The egg cream is nothing like a creme egg and contains neither eggs nor cream, and is like an ice cream soda made with milk instead of ice cream. It has been a basic part of the New York City diet for over a hundred years.
It apparently was invented in a Brooklyn "candy store" and gradually became common at other candy stores (which were like rural general stores moved to the city -- with soda fountains).
The egg cream was copied by soda jerks in drug stores and ice cream parlors throughout New York City (but maybe not Staten Island -- which is more like Kansas than New York). The drink then followed New Yorkers to Long Island, Connecticut, New Jersey, Florida, Las Vegas and California. Probably even Arizona and Israel.
I enjoyed my first egg creams at Morty & Etta's candy store on East 205th Street near the Grand Concourse in daBronx.
When my family moved from daBronx to New Haven, CT in 1952, my father taught multiple soda jerks how to make egg creams. I recently taught the owner of a diner in Milford, CT how to make them.
The origin of the name is open to debate, as are the techniques for making the drink. My wife and I have been making egg creams at home for many years. Hers are too foamy and sweet for me, and my own had too little foam and too little flavor -- and were never cold enough.
I recently found a 1970s- or 80s-vintage Pepsi glass with a bulbous top that has become my official egg cream glass because it enables me to judge the mix pretty well, and the large top surface provides plenty of room for the foam.

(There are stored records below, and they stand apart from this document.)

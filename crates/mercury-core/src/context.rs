//! Test context store
//!
//! A bounded arena of [`TestContext`] records addressed by generation-tagged
//! handles. Freed slots are reused; a handle to a freed slot is rejected
//! because its generation no longer matches.
//!
//! Every string field is a [`FixedStr`], so an oversized write truncates in
//! place and can never reach the fields laid out after it.

use crate::analyzer::SeverityPolicy;
use crate::config::ContextStoreConfig;
use crate::error::ContextError;
use crate::fixed_str::FixedStr;
use parking_lot::Mutex;
use std::time::{SystemTime, UNIX_EPOCH};
use tracing::debug;

/// Result type alias for context operations
pub type Result<T> = std::result::Result<T, ContextError>;

/// Test class or method name (127 visible bytes)
pub type TestName = FixedStr<128>;
/// Letter grade (3 visible bytes)
pub type Grade = FixedStr<4>;
/// Optimization suggestion (255 visible bytes)
pub type Suggestion = FixedStr<256>;

/// Quality metrics for one test
#[repr(C)]
#[derive(Debug, Clone, Copy, PartialEq)]
pub struct TestContext {
    pub class_name: TestName,
    pub method_name: TestName,
    pub response_time_ms: f64,
    pub memory_usage_mb: f64,
    pub query_count: u32,
    pub cache_hit_ratio: f64,
    pub grade: Grade,
    pub n_plus_one_query_count: u32,
    pub duplicate_count: u32,
    pub has_n_plus_one: bool,
    pub severity_level: u8,
    pub optimization_suggestion: Suggestion,
    pub is_active: bool,
    /// Nanoseconds since the Unix epoch
    pub created_at_ns: u64,
    pub context_id: u64,
}

impl TestContext {
    fn new(class_name: &str, method_name: &str, context_id: u64) -> Self {
        Self {
            class_name: TestName::from_str_truncated(class_name),
            method_name: TestName::from_str_truncated(method_name),
            response_time_ms: 0.0,
            memory_usage_mb: 0.0,
            query_count: 0,
            cache_hit_ratio: 0.0,
            grade: Grade::new(),
            n_plus_one_query_count: 0,
            duplicate_count: 0,
            has_n_plus_one: false,
            severity_level: 0,
            optimization_suggestion: Suggestion::new(),
            is_active: true,
            created_at_ns: unix_now_ns(),
            context_id,
        }
    }

    /// Failing grade or a severe N+1 pattern
    pub fn is_violation(&self) -> bool {
        matches!(self.grade.as_str().as_bytes().first(), Some(b'D' | b'F'))
            || self.severity_level >= 4
    }
}

/// Opaque reference to a live context.
///
/// The raw form packs the slot generation into the high 32 bits and the
/// slot index plus one into the low 32 bits, so 0 is never a valid handle.
#[derive(Debug, Clone, Copy, PartialEq, Eq, Hash)]
pub struct ContextHandle {
    index: u32,
    generation: u32,
}

impl ContextHandle {
    pub fn to_raw(self) -> u64 {
        (u64::from(self.generation) << 32) | (u64::from(self.index) + 1)
    }

    pub fn from_raw(raw: u64) -> Option<Self> {
        let low = (raw & 0xFFFF_FFFF) as u32;
        if low == 0 {
            return None;
        }
        Some(Self {
            index: low - 1,
            generation: (raw >> 32) as u32,
        })
    }
}

struct Slot {
    generation: u32,
    context: Option<TestContext>,
}

struct Arena {
    slots: Vec<Slot>,
    free: Vec<u32>,
    live: usize,
    next_context_id: u64,
}

impl Arena {
    fn get_mut(&mut self, handle: ContextHandle) -> Result<&mut TestContext> {
        self.slots
            .get_mut(handle.index as usize)
            .filter(|slot| slot.generation == handle.generation)
            .and_then(|slot| slot.context.as_mut())
            .ok_or(ContextError::InvalidHandle(handle.to_raw()))
    }

    fn release(&mut self, handle: ContextHandle) -> Result<TestContext> {
        let slot = self
            .slots
            .get_mut(handle.index as usize)
            .filter(|slot| slot.generation == handle.generation)
            .ok_or(ContextError::InvalidHandle(handle.to_raw()))?;
        let mut context = slot
            .context
            .take()
            .ok_or(ContextError::InvalidHandle(handle.to_raw()))?;
        // Bump now so the released handle can never match again
        slot.generation = slot.generation.wrapping_add(1).max(1);
        self.free.push(handle.index);
        self.live -= 1;
        context.is_active = false;
        Ok(context)
    }
}

/// Bounded pool of live test contexts
pub struct ContextStore {
    arena: Mutex<Arena>,
    max_contexts: usize,
}

impl ContextStore {
    pub fn new(config: &ContextStoreConfig) -> Self {
        Self {
            arena: Mutex::new(Arena {
                slots: Vec::new(),
                free: Vec::new(),
                live: 0,
                next_context_id: 1,
            }),
            max_contexts: config.max_contexts,
        }
    }

    /// Allocate a zeroed, active context. Absent names are stored empty.
    pub fn create(
        &self,
        class_name: Option<&str>,
        method_name: Option<&str>,
    ) -> Result<ContextHandle> {
        let mut arena = self.arena.lock();
        if arena.live >= self.max_contexts {
            return Err(ContextError::PoolExhausted(arena.live));
        }

        let context_id = arena.next_context_id;
        arena.next_context_id += 1;
        let context = TestContext::new(
            class_name.unwrap_or_default(),
            method_name.unwrap_or_default(),
            context_id,
        );

        let handle = match arena.free.pop() {
            Some(index) => {
                let slot = &mut arena.slots[index as usize];
                slot.context = Some(context);
                ContextHandle { index, generation: slot.generation }
            }
            None => {
                let index = arena.slots.len() as u32;
                arena.slots.push(Slot { generation: 1, context: Some(context) });
                ContextHandle { index, generation: 1 }
            }
        };
        arena.live += 1;

        debug!(
            handle = handle.to_raw(),
            class = context.class_name.as_str(),
            method = context.method_name.as_str(),
            "Created test context"
        );
        Ok(handle)
    }

    /// Record response time, memory, query count, cache ratio and grade
    pub fn update_metrics(
        &self,
        handle: ContextHandle,
        response_time_ms: f64,
        memory_usage_mb: f64,
        query_count: u32,
        cache_hit_ratio: f64,
        grade: Option<&str>,
    ) -> Result<()> {
        let mut arena = self.arena.lock();
        let context = arena.get_mut(handle)?;
        context.response_time_ms = non_negative(response_time_ms);
        context.memory_usage_mb = non_negative(memory_usage_mb);
        context.query_count = query_count;
        context.cache_hit_ratio = non_negative(cache_hit_ratio).min(1.0);
        context.grade.set(grade.unwrap_or_default());
        Ok(())
    }

    /// Record the N+1 analysis for a test.
    ///
    /// Severity comes from `policy` and is 0 when there are no duplicates.
    pub fn update_n_plus_one(
        &self,
        handle: ContextHandle,
        query_count: u32,
        duplicate_count: u32,
        suggestion: Option<&str>,
        policy: &SeverityPolicy,
    ) -> Result<()> {
        let mut arena = self.arena.lock();
        let context = arena.get_mut(handle)?;
        context.n_plus_one_query_count = query_count;
        context.duplicate_count = duplicate_count;
        context.has_n_plus_one = duplicate_count > 0;
        context.severity_level = if context.has_n_plus_one {
            policy.severity_for_count(query_count)
        } else {
            0
        };
        context.optimization_suggestion.set(suggestion.unwrap_or_default());
        Ok(())
    }

    /// Copy of a live context
    pub fn get(&self, handle: ContextHandle) -> Result<TestContext> {
        let mut arena = self.arena.lock();
        arena.get_mut(handle).map(|context| *context)
    }

    /// Release the slot and hand back the final state of the context
    pub fn take(&self, handle: ContextHandle) -> Result<TestContext> {
        let context = self.arena.lock().release(handle)?;
        debug!(handle = handle.to_raw(), "Released test context");
        Ok(context)
    }

    /// Release the slot, discarding the context
    pub fn destroy(&self, handle: ContextHandle) -> Result<()> {
        self.take(handle).map(|_| ())
    }

    /// Number of live contexts
    pub fn active_count(&self) -> usize {
        self.arena.lock().live
    }

    pub fn capacity(&self) -> usize {
        self.max_contexts
    }
}

impl Default for ContextStore {
    fn default() -> Self {
        Self::new(&ContextStoreConfig::default())
    }
}

#[inline]
fn non_negative(value: f64) -> f64 {
    if value.is_finite() && value > 0.0 {
        value
    } else {
        0.0
    }
}

pub(crate) fn unix_now_ns() -> u64 {
    SystemTime::now()
        .duration_since(UNIX_EPOCH)
        .map(|d| u64::try_from(d.as_nanos()).unwrap_or(u64::MAX))
        .unwrap_or(0)
}
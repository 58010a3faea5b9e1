//! Process-wide instrumentation counters
//!
//! Instrumented call sites bump these counters; sessions only read them.
//! Each counter is an independent atomic, so increments are never lost and
//! a racing reset leaves every counter at either its old value or zero.

use std::sync::atomic::{AtomicU32, Ordering};

/// Point-in-time view of all counters
#[derive(Debug, Clone, Copy, Default, PartialEq, Eq)]
pub struct CounterSnapshot {
    pub queries: u32,
    pub cache_hits: u32,
    pub cache_misses: u32,
}

/// Shared counter state
#[derive(Debug, Default)]
pub struct GlobalCounters {
    queries: AtomicU32,
    cache_hits: AtomicU32,
    cache_misses: AtomicU32,
}

impl GlobalCounters {
    /// Create counters initialized to zero
    pub const fn new() -> Self {
        Self {
            queries: AtomicU32::new(0),
            cache_hits: AtomicU32::new(0),
            cache_misses: AtomicU32::new(0),
        }
    }

    #[inline]
    pub fn increment_query(&self) {
        self.queries.fetch_add(1, Ordering::AcqRel);
    }

    #[inline]
    pub fn increment_cache_hit(&self) {
        self.cache_hits.fetch_add(1, Ordering::AcqRel);
    }

    #[inline]
    pub fn increment_cache_miss(&self) {
        self.cache_misses.fetch_add(1, Ordering::AcqRel);
    }

    /// Current query count
    #[inline]
    pub fn queries(&self) -> u32 {
        self.queries.load(Ordering::Acquire)
    }

    /// Zero every counter
    pub fn reset(&self) {
        self.queries.store(0, Ordering::Release);
        self.cache_hits.store(0, Ordering::Release);
        self.cache_misses.store(0, Ordering::Release);
    }

    /// Read all counters
    pub fn snapshot(&self) -> CounterSnapshot {
        CounterSnapshot {
            queries: self.queries.load(Ordering::Acquire),
            cache_hits: self.cache_hits.load(Ordering::Acquire),
            cache_misses: self.cache_misses.load(Ordering::Acquire),
        }
    }
}
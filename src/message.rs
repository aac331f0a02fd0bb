//! Messages moved by receivers, dispatchers and requesters.

use std::collections::HashMap;
use std::fmt;
use std::io;
use std::pin::Pin;
use std::task::{Context, Poll};

use tokio::io::{AsyncRead, AsyncReadExt, ReadBuf};

/// Readable stream carried by a [`Payload::Stream`].
pub type PayloadStream = Box<dyn AsyncRead + Send + Unpin>;

pub enum Payload {
    Empty,
    Bytes(Vec<u8>),
    Text(String),
    /// Still-open stream; consumers read it to the end and drop it
    Stream(PayloadStream),
}

impl fmt::Debug for Payload {
    fn fmt(&self, f: &mut fmt::Formatter<'_>) -> fmt::Result {
        match self {
            Payload::Empty => f.write_str("Empty"),
            Payload::Bytes(bytes) => write!(f, "Bytes({} bytes)", bytes.len()),
            Payload::Text(text) => f.debug_tuple("Text").field(text).finish(),
            Payload::Stream(_) => f.write_str("Stream(..)"),
        }
    }
}

#[derive(Debug)]
pub struct Message {
    payload: Payload,
    properties: HashMap<String, String>,
}

impl Message {
    pub fn new(payload: Payload) -> Self {
        Self {
            payload,
            properties: HashMap::new(),
        }
    }

    pub fn text(text: impl Into<String>) -> Self {
        Self::new(Payload::Text(text.into()))
    }

    pub fn bytes(bytes: impl Into<Vec<u8>>) -> Self {
        Self::new(Payload::Bytes(bytes.into()))
    }

    pub fn stream(stream: impl AsyncRead + Send + Unpin + 'static) -> Self {
        Self::new(Payload::Stream(Box::new(stream)))
    }

    pub fn with_property(mut self, key: impl Into<String>, value: impl Into<String>) -> Self {
        self.properties.insert(key.into(), value.into());
        self
    }

    pub fn payload(&self) -> &Payload {
        &self.payload
    }

    pub fn into_payload(self) -> Payload {
        self.payload
    }

    pub fn property(&self, key: &str) -> Option<&str> {
        self.properties.get(key).map(String::as_str)
    }

    pub fn is_stream(&self) -> bool {
        matches!(self.payload, Payload::Stream(_))
    }

    /// Text view of a non-stream payload.
    pub fn as_text(&self) -> Option<String> {
        match &self.payload {
            Payload::Text(text) => Some(text.clone()),
            Payload::Bytes(bytes) => Some(String::from_utf8_lossy(bytes).into_owned()),
            Payload::Empty | Payload::Stream(_) => None,
        }
    }

    /// Read the payload to completion, consuming any stream.
    pub async fn into_bytes(self) -> io::Result<Vec<u8>> {
        match self.payload {
            Payload::Empty => Ok(Vec::new()),
            Payload::Bytes(bytes) => Ok(bytes),
            Payload::Text(text) => Ok(text.into_bytes()),
            Payload::Stream(mut stream) => {
                let mut buf = Vec::new();
                stream.read_to_end(&mut buf).await?;
                Ok(buf)
            }
        }
    }

    /// Tie `resource` to this message's lifetime.
    ///
    /// For a stream payload the resource is held by the stream and released
    /// when the stream is closed or dropped. For any other payload it is
    /// released immediately.
    pub(crate) fn release_with<R: Send + 'static>(self, resource: R) -> Message {
        match self.payload {
            Payload::Stream(stream) => Message {
                payload: Payload::Stream(Box::new(ReturningStream::new(stream, resource))),
                properties: self.properties,
            },
            payload => {
                drop(resource);
                Message {
                    payload,
                    properties: self.properties,
                }
            }
        }
    }
}

/// Stream that keeps a borrowed resource checked out until it is closed.
pub struct ReturningStream {
    inner: PayloadStream,
    resource: Option<Box<dyn Send>>,
}

impl ReturningStream {
    pub fn new<R: Send + 'static>(inner: PayloadStream, resource: R) -> Self {
        Self {
            inner,
            resource: Some(Box::new(resource)),
        }
    }

    /// Release the held resource now. Further reads still reach the inner stream.
    pub fn close(&mut self) {
        self.resource.take();
    }

    pub fn is_closed(&self) -> bool {
        self.resource.is_none()
    }
}

impl AsyncRead for ReturningStream {
    fn poll_read(
        mut self: Pin<&mut Self>,
        cx: &mut Context<'_>,
        buf: &mut ReadBuf<'_>,
    ) -> Poll<io::Result<()>> {
        Pin::new(&mut self.inner).poll_read(cx, buf)
    }
}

Traditionally, there are only three ingredients.
- COLD Milk (whole is best, but you can use less fatty types)
- Chocolate syrup (Fox's U-Bet is the traditional syrup, but Hershey's is fine)
- COLD Seltzer (best from a real seltzer bottle, but you can use club soda)
A couple of days ago I started adding a fourth ingredient -- some crushed ice -- and the result is heavenly. For me, there is no such thing as a drink that's too cold. I love beer in frosted mugs. I'd probably love an egg cream in a frosted mug.
There is great controversy about the proportions and the sequence for blending the ingredients, and I recommend that you experiment. Here's what I do:
- Fill about 15% of the glass volume with crushed ice.
- Fill about 10% with chocolate syrup.
- Fill about 25% with milk.
- Stir with a long "ice tea" spoon.
- Fill the rest with seltzer. I pour the seltzer into the spoon and let it overflow into the glass.
- Stir until you get a thick white frothy head on top of light brown.
- If you want to get artsy-fartsy, drizzle some chocolate syrup onto the foam.
- Drink with or without a straw. Without a straw you'll get a telltale egg cream mustache, which is nice for people and dogs who kiss you. Drink quickly before the bubbles dissipate and the ice melts. You have only about two minutes of ecstasy.
The traditional accompaniment is a salty pretzel rod which provides good contrast to the sweetness -- but nuts, popcorn and chips are acceptable substitutes. Chili would probably not be a good choice. Last night I had an egg cream with a fresh onion bagel and it was an absolutely delicious combo.
But what if you don't have chocolate syrup? There is a compromise:
- Put some crushed ice in the bottom of a tall glass.
- Pour in lots of Yoo-hoo.
- Pour in some milk.
- Pour in some seltzer.
- Say "aaaaah."
Quantities are not specified, to encourage experimentation.